> **REQUIRED WORK**
Lines of the data that contain the word "collect" are the ones to copy.

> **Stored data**

use postgres::Client;
use tracing::{error, info, trace};

use super::Catalog;
use crate::config::DbConfig;
use crate::prelude::GormgenError;
use crate::schema::Column;

/// Base tables of one schema, views excluded
const TABLES_SQL: &str = r#"
    SELECT table_name::text AS table_name
    FROM information_schema.tables
    WHERE table_schema = $1
        AND table_type = 'BASE TABLE'
    ORDER BY table_name
"#;

/// Columns of one table in declaration order
const COLUMNS_SQL: &str = r#"
    SELECT
        column_name::text AS column_name,
        data_type::text AS data_type,
        is_nullable::text AS is_nullable,
        column_default::text AS column_default
    FROM information_schema.columns
    WHERE table_schema = $1
        AND table_name = $2
    ORDER BY ordinal_position
"#;

/// PostgreSQL catalog reader over `information_schema`
pub struct PostgresCatalog<'a> {
    client: &'a mut Client,
}

impl<'a> PostgresCatalog<'a> {
    pub fn new(client: &'a mut Client) -> Self {
        Self { client }
    }

    /// Open a plain-text connection described by `config`
    pub fn connect(config: &DbConfig) -> Result<Client, GormgenError> {
        info!(connection = ?config.redacted_connection_string(), "Connecting to PostgreSQL");

        Client::connect(&config.postgres_connection_string(), postgres::NoTls).map_err(|e| {
            error!(error = ?e, "Failed to connect");
            GormgenError::Connection(format!("{}: {}", config.redacted_connection_string(), e))
        })
    }
}

impl Catalog for PostgresCatalog<'_> {
    fn list_base_tables(&mut self, schema_name: &str) -> Result<Vec<String>, GormgenError> {
        trace!(schema = ?schema_name, "Querying base tables");

        let rows = self
            .client
            .query(TABLES_SQL, &[&schema_name])
            .map_err(|e| {
                error!(schema = ?schema_name, error = ?e, "Failed to query tables");
                query_error(schema_name, "Failed to query tables", e)
            })?;

        let tables: Vec<String> = rows.iter().map(|row| row.get("table_name")).collect();
        trace!(tables = ?tables, "Tables found");
        Ok(tables)
    }

    fn list_columns(
        &mut self,
        schema_name: &str,
        table_name: &str,
    ) -> Result<Vec<Column>, GormgenError> {
        trace!(schema = ?schema_name, table = ?table_name, "Querying columns");

        let rows = self
            .client
            .query(COLUMNS_SQL, &[&schema_name, &table_name])
            .map_err(|e| {
                error!(
                    schema = ?schema_name,
                    table = ?table_name,
                    error = ?e,
                    "Failed to query columns"
                );
                query_error(
                    schema_name,
                    &format!("Failed to query columns for table '{}'", table_name),
                    e,
                )
            })?;

        let columns = rows
            .iter()
            .map(|row| {
                let is_nullable: String = row.get("is_nullable");
                Column {
                    name: row.get("column_name"),
                    data_type: row.get("data_type"),
                    is_nullable: parse_is_nullable(&is_nullable),
                    default: row.get("column_default"),
                }
            })
            .collect();

        Ok(columns)
    }
}

/// A dropped connection is a connection error, anything else a query error
fn query_error(schema_name: &str, context: &str, e: postgres::Error) -> GormgenError {
    if e.is_closed() {
        GormgenError::Connection(format!("{}: {}", context, e))
    } else {
        GormgenError::Query {
            schema: schema_name.to_string(),
            message: format!("{}: {}", context, e),
        }
    }
}

/// `information_schema` reports nullability as `YES` / `NO`
fn parse_is_nullable(value: &str) -> bool {
    value != "NO"
}
//! # gormgen
//!
//! Generate Go model structs with GORM tags from a PostgreSQL schema
//!
//! This crate provides a CLI tool and library that reads the database catalog
//! and writes one Go struct per base table.

pub mod codegen;
pub mod config;
pub mod error;
pub mod introspect;
pub mod schema;
pub mod typemap;

pub mod prelude {
    pub use crate::codegen::{CodeGenConfig, CodeGenerator, GoGenerator, Strictness};
    pub use crate::config::DbConfig;
    pub use crate::error::GormgenError;
    pub use crate::introspect::{Catalog, TableFilter};
    pub use crate::schema::{to_pascal_case, Column, Schema, Table};
    pub use crate::typemap::{TargetType, TypeMap};
}

#[cfg(feature = "postgres")]
pub use introspect::PostgresCatalog;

> **FINISHED TASK**
        let tables: Vec<String> = rows.iter().map(|row| row.get("table_name")).collect();
            .collect();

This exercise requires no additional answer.